Remember, in my initial bacterial model, I utilized the observed average fixation rate of 1,600 generations. First notice that JF completely omits to mention that he incorrectly assumed that this was a successional-mutations regime and tried to claim that I was wrong because I was unaware of parallel mutations. However, it was a concurrent-mutations regime, which is why I pointed out in my post-debate analysis that JF was wrong and that particular objection was irrelevant.

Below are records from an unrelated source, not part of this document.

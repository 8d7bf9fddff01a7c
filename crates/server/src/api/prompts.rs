//! Prompt endpoints: the rotating current prompt, CRUD, and history.

use std::sync::Arc;

use axum::extract::{Path, Query, State};
use axum::http::StatusCode;
use axum::Json;
use chrono::Utc;
use serde::{Deserialize, Serialize};
use uuid::Uuid;

use promptwall_core::Prompt;
use promptwall_scheduling::{activation_window, rotation_window};

use crate::state::AppState;

use super::{
    bad_request, internal_error, iso, not_found, parse_timestamp, ApiError, ErrorReply, PromptView,
    SchedulingConfigView,
};

// ── Current prompt ────────────────────────────────────────────────

#[derive(Serialize, utoipa::ToSchema)]
#[serde(rename_all = "camelCase")]
pub struct CurrentPromptData {
    pub prompt: PromptView,
    pub prompt_index: i64,
    pub total_prompts: usize,
    pub current_interval_start: String,
    pub current_interval_end: String,
    pub scheduling_config: SchedulingConfigView,
}

#[derive(Serialize, utoipa::ToSchema)]
#[serde(rename_all = "camelCase")]
pub struct CurrentPromptResponse {
    pub success: bool,
    #[serde(skip_serializing_if = "Option::is_none")]
    pub message: Option<String>,
    pub data: Option<CurrentPromptData>,
}

impl CurrentPromptResponse {
    fn unavailable(message: &str) -> Self {
        Self {
            success: false,
            message: Some(message.to_string()),
            data: None,
        }
    }
}

/// The prompt live right now, selected by cyclic rotation over the
/// active prompt list. "Scheduling disabled" and "no prompts" are valid
/// states, not errors.
#[utoipa::path(
    get,
    path = "/prompts/current",
    tag = "Prompts",
    responses(
        (status = 200, description = "Current rotation selection, or a reason none is live", body = CurrentPromptResponse)
    )
)]
pub async fn current_prompt(
    State(state): State<Arc<AppState>>,
) -> Result<Json<CurrentPromptResponse>, ErrorReply> {
    let config = state.scheduling.get();
    if !config.is_active {
        return Ok(Json(CurrentPromptResponse::unavailable(
            "Prompt scheduling is not active. An admin must configure and activate scheduling.",
        )));
    }

    let prompts = state.prompts.list_active_ordered().map_err(internal_error)?;
    if prompts.is_empty() {
        return Ok(Json(CurrentPromptResponse::unavailable(
            "No active prompts found. An admin must create and schedule prompts.",
        )));
    }

    let window = rotation_window(
        Utc::now(),
        config.base_time,
        config.interval_minutes,
        prompts.len(),
    );
    let Some(slot) = window.slot() else {
        return Ok(Json(CurrentPromptResponse::unavailable(
            "No current prompt available",
        )));
    };

    Ok(Json(CurrentPromptResponse {
        success: true,
        message: None,
        data: Some(CurrentPromptData {
            prompt: PromptView::from(&prompts[slot]),
            prompt_index: window.index,
            total_prompts: prompts.len(),
            current_interval_start: iso(window.interval_start),
            current_interval_end: iso(window.interval_end),
            scheduling_config: SchedulingConfigView::from(&config),
        }),
    }))
}

// ── CRUD ──────────────────────────────────────────────────────────

#[derive(Serialize, utoipa::ToSchema)]
#[serde(rename_all = "camelCase")]
pub struct PromptListResponse {
    pub success: bool,
    pub data: Vec<PromptView>,
}

#[derive(Serialize, utoipa::ToSchema)]
#[serde(rename_all = "camelCase")]
pub struct PromptResponse {
    pub success: bool,
    pub data: PromptView,
}

#[derive(Deserialize, utoipa::IntoParams)]
#[serde(rename_all = "camelCase")]
pub struct ListPromptsParams {
    /// Restrict to prompts with this activation state.
    pub is_active: Option<bool>,
}

/// List prompts, newest slot first.
#[utoipa::path(
    get,
    path = "/prompts",
    tag = "Prompts",
    params(ListPromptsParams),
    responses(
        (status = 200, description = "All prompts", body = PromptListResponse)
    )
)]
pub async fn list_prompts(
    State(state): State<Arc<AppState>>,
    Query(params): Query<ListPromptsParams>,
) -> Result<Json<PromptListResponse>, ErrorReply> {
    let mut prompts = state.prompts.list_ordered().map_err(internal_error)?;
    if let Some(is_active) = params.is_active {
        prompts.retain(|p| p.is_active == is_active);
    }
    prompts.reverse();
    Ok(Json(PromptListResponse {
        success: true,
        data: prompts.iter().map(PromptView::from).collect(),
    }))
}

#[derive(Deserialize, utoipa::ToSchema)]
#[serde(rename_all = "camelCase")]
pub struct CreatePromptRequest {
    pub title: String,
    pub description: String,
    pub category_id: String,
    #[serde(default)]
    pub tags: Vec<String>,
    /// RFC 3339 slot. Omitted: the prompt takes the next free slot.
    pub scheduled_for: Option<String>,
    pub created_by: Option<String>,
}

/// Create a prompt. Without an explicit slot it is appended after the
/// last scheduled prompt at the configured spacing.
#[utoipa::path(
    post,
    path = "/prompts",
    tag = "Prompts",
    request_body = CreatePromptRequest,
    responses(
        (status = 201, description = "Prompt created", body = PromptResponse),
        (status = 400, description = "Invalid input", body = ApiError)
    )
)]
pub async fn create_prompt(
    State(state): State<Arc<AppState>>,
    Json(input): Json<CreatePromptRequest>,
) -> Result<(StatusCode, Json<PromptResponse>), ErrorReply> {
    if input.title.trim().is_empty() || input.description.trim().is_empty() {
        return Err(bad_request("title and description are required"));
    }

    let category_id = Uuid::parse_str(&input.category_id)
        .map_err(|_| bad_request("categoryId must be a UUID"))?;
    let category = state
        .categories
        .get(category_id)
        .map_err(internal_error)?
        .ok_or_else(|| bad_request(format!("Unknown category {}", category_id)))?;

    let config = state.scheduling.get();
    let scheduled_for = match &input.scheduled_for {
        Some(raw) => parse_timestamp(raw)?,
        None => match state.prompts.last_scheduled().map_err(internal_error)? {
            Some(last) => last + config.interval(),
            // Empty wall: first slot is one interval after the current minute.
            None => activation_window(Utc::now(), config.interval_minutes).1,
        },
    };

    let prompt = Prompt {
        id: Uuid::new_v4(),
        title: input.title.trim().to_string(),
        description: input.description.trim().to_string(),
        category,
        tags: input.tags,
        scheduled_for,
        is_active: false,
        created_by: input.created_by.unwrap_or_else(|| "admin".to_string()),
        submission_count: 0,
        created_at: Utc::now(),
    };
    let stored = state.prompts.insert(prompt).map_err(internal_error)?;

    Ok((
        StatusCode::CREATED,
        Json(PromptResponse {
            success: true,
            data: PromptView::from(&stored),
        }),
    ))
}

#[utoipa::path(
    get,
    path = "/prompts/{id}",
    tag = "Prompts",
    params(("id" = String, Path, description = "Prompt id")),
    responses(
        (status = 200, description = "The prompt", body = PromptResponse),
        (status = 404, description = "Unknown prompt", body = ApiError)
    )
)]
pub async fn get_prompt(
    State(state): State<Arc<AppState>>,
    Path(id): Path<Uuid>,
) -> Result<Json<PromptResponse>, ErrorReply> {
    let prompt = state
        .prompts
        .get(id)
        .map_err(internal_error)?
        .ok_or_else(|| not_found(format!("Prompt {} not found", id)))?;
    Ok(Json(PromptResponse {
        success: true,
        data: PromptView::from(&prompt),
    }))
}

#[derive(Deserialize, utoipa::ToSchema)]
#[serde(rename_all = "camelCase")]
pub struct UpdatePromptRequest {
    pub title: Option<String>,
    pub description: Option<String>,
    pub category_id: Option<String>,
    pub tags: Option<Vec<String>>,
    pub scheduled_for: Option<String>,
    pub is_active: Option<bool>,
}

/// Merge the supplied fields onto the stored prompt.
#[utoipa::path(
    put,
    path = "/prompts/{id}",
    tag = "Prompts",
    params(("id" = String, Path, description = "Prompt id")),
    request_body = UpdatePromptRequest,
    responses(
        (status = 200, description = "Updated prompt", body = PromptResponse),
        (status = 404, description = "Unknown prompt", body = ApiError)
    )
)]
pub async fn update_prompt(
    State(state): State<Arc<AppState>>,
    Path(id): Path<Uuid>,
    Json(input): Json<UpdatePromptRequest>,
) -> Result<Json<PromptResponse>, ErrorReply> {
    let mut prompt = state
        .prompts
        .get(id)
        .map_err(internal_error)?
        .ok_or_else(|| not_found(format!("Prompt {} not found", id)))?;

    if let Some(title) = input.title {
        prompt.title = title;
    }
    if let Some(description) = input.description {
        prompt.description = description;
    }
    if let Some(raw) = input.category_id {
        let category_id =
            Uuid::parse_str(&raw).map_err(|_| bad_request("categoryId must be a UUID"))?;
        prompt.category = state
            .categories
            .get(category_id)
            .map_err(internal_error)?
            .ok_or_else(|| bad_request(format!("Unknown category {}", category_id)))?;
    }
    if let Some(tags) = input.tags {
        prompt.tags = tags;
    }
    if let Some(raw) = input.scheduled_for {
        prompt.scheduled_for = parse_timestamp(&raw)?;
    }
    if let Some(is_active) = input.is_active {
        prompt.is_active = is_active;
    }

    let stored = state.prompts.update(prompt).map_err(internal_error)?;
    Ok(Json(PromptResponse {
        success: true,
        data: PromptView::from(&stored),
    }))
}

#[utoipa::path(
    delete,
    path = "/prompts/{id}",
    tag = "Prompts",
    params(("id" = String, Path, description = "Prompt id")),
    responses(
        (status = 200, description = "Prompt deleted"),
        (status = 404, description = "Unknown prompt", body = ApiError)
    )
)]
pub async fn delete_prompt(
    State(state): State<Arc<AppState>>,
    Path(id): Path<Uuid>,
) -> Result<Json<serde_json::Value>, ErrorReply> {
    match state.prompts.delete(id) {
        Ok(()) => Ok(Json(serde_json::json!({ "success": true }))),
        Err(promptwall_store::StoreError::NotFound(_)) => {
            Err(not_found(format!("Prompt {} not found", id)))
        }
        Err(e) => Err(internal_error(e)),
    }
}

// ── History ───────────────────────────────────────────────────────

#[derive(Deserialize, utoipa::IntoParams)]
#[serde(rename_all = "camelCase")]
pub struct HistoryParams {
    /// 1-based page number.
    pub page: Option<usize>,
    /// Page size (default 12).
    pub limit: Option<usize>,
    /// Filter by category name.
    pub category: Option<String>,
    /// Case-insensitive title/description search.
    pub search: Option<String>,
}

#[derive(Serialize, utoipa::ToSchema)]
#[serde(rename_all = "camelCase")]
pub struct HistoryResponse {
    pub success: bool,
    pub data: Vec<PromptView>,
    pub page: usize,
    pub total: usize,
}

/// Past prompts, most recent slot first.
#[utoipa::path(
    get,
    path = "/prompts/history",
    tag = "Prompts",
    params(HistoryParams),
    responses(
        (status = 200, description = "Past prompts", body = HistoryResponse)
    )
)]
pub async fn prompt_history(
    State(state): State<Arc<AppState>>,
    Query(params): Query<HistoryParams>,
) -> Result<Json<HistoryResponse>, ErrorReply> {
    let now = Utc::now();
    let mut prompts = state.prompts.list_ordered().map_err(internal_error)?;
    prompts.retain(|p| p.is_past(now));
    if let Some(category) = &params.category {
        if category != "all" {
            prompts.retain(|p| p.category.name.eq_ignore_ascii_case(category));
        }
    }
    if let Some(search) = &params.search {
        let needle = search.to_lowercase();
        prompts.retain(|p| {
            p.title.to_lowercase().contains(&needle)
                || p.description.to_lowercase().contains(&needle)
        });
    }
    prompts.reverse();

    let total = prompts.len();
    let page = params.page.unwrap_or(1).max(1);
    let limit = params.limit.unwrap_or(12).max(1);
    let window: Vec<PromptView> = prompts
        .iter()
        .skip((page - 1) * limit)
        .take(limit)
        .map(PromptView::from)
        .collect();

    Ok(Json(HistoryResponse {
        success: true,
        data: window,
        page,
        total,
    }))
}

Second, I directly addressed the possibility of faster fixation rates in mammals. In fact, I came up with a completely different fixation model which was built around the idea of a minimum viable population mutating into a recurring series of minimum viable populations. It should be conceptually impossible for fixation to occur any faster than this barring genetic engineering, even if we take asteroids, volcanoes, Biblical floods, and other possible catastrophes into account. This rate reduced the average fixed mutation propagation time from 1,600 to 15.7 generations, more than two orders of magnitude faster than the observed parallel fixation rate. And despite this average rate being considerably faster than any fixation event that has ever been observed or even seriously proposed, the recurring minimum viable population scenario still renders even the maximal evolutionary timelines highly improbable to the point of being considered a mathematical impossibility given the observed genetic differences.

So, it is clear that despite his PhD in biology, JF completely failed to grasp that I had already foreseen and accounted for his objections, and not only that, he still doesn’t understand the significance of the numbers that I cited any better than he understood the math of Askhkenazi intelligence before having it explained to him three times. And he still doesn’t understand that the number of seeds scattered about the forest floor has very, very little to do with calculating the average annual growth rate of the tallest trees in the forest. And finally, his claim that fixation is a mathematical illusion is belied by the continued attempts of more serious and competent biologists to address that very issue.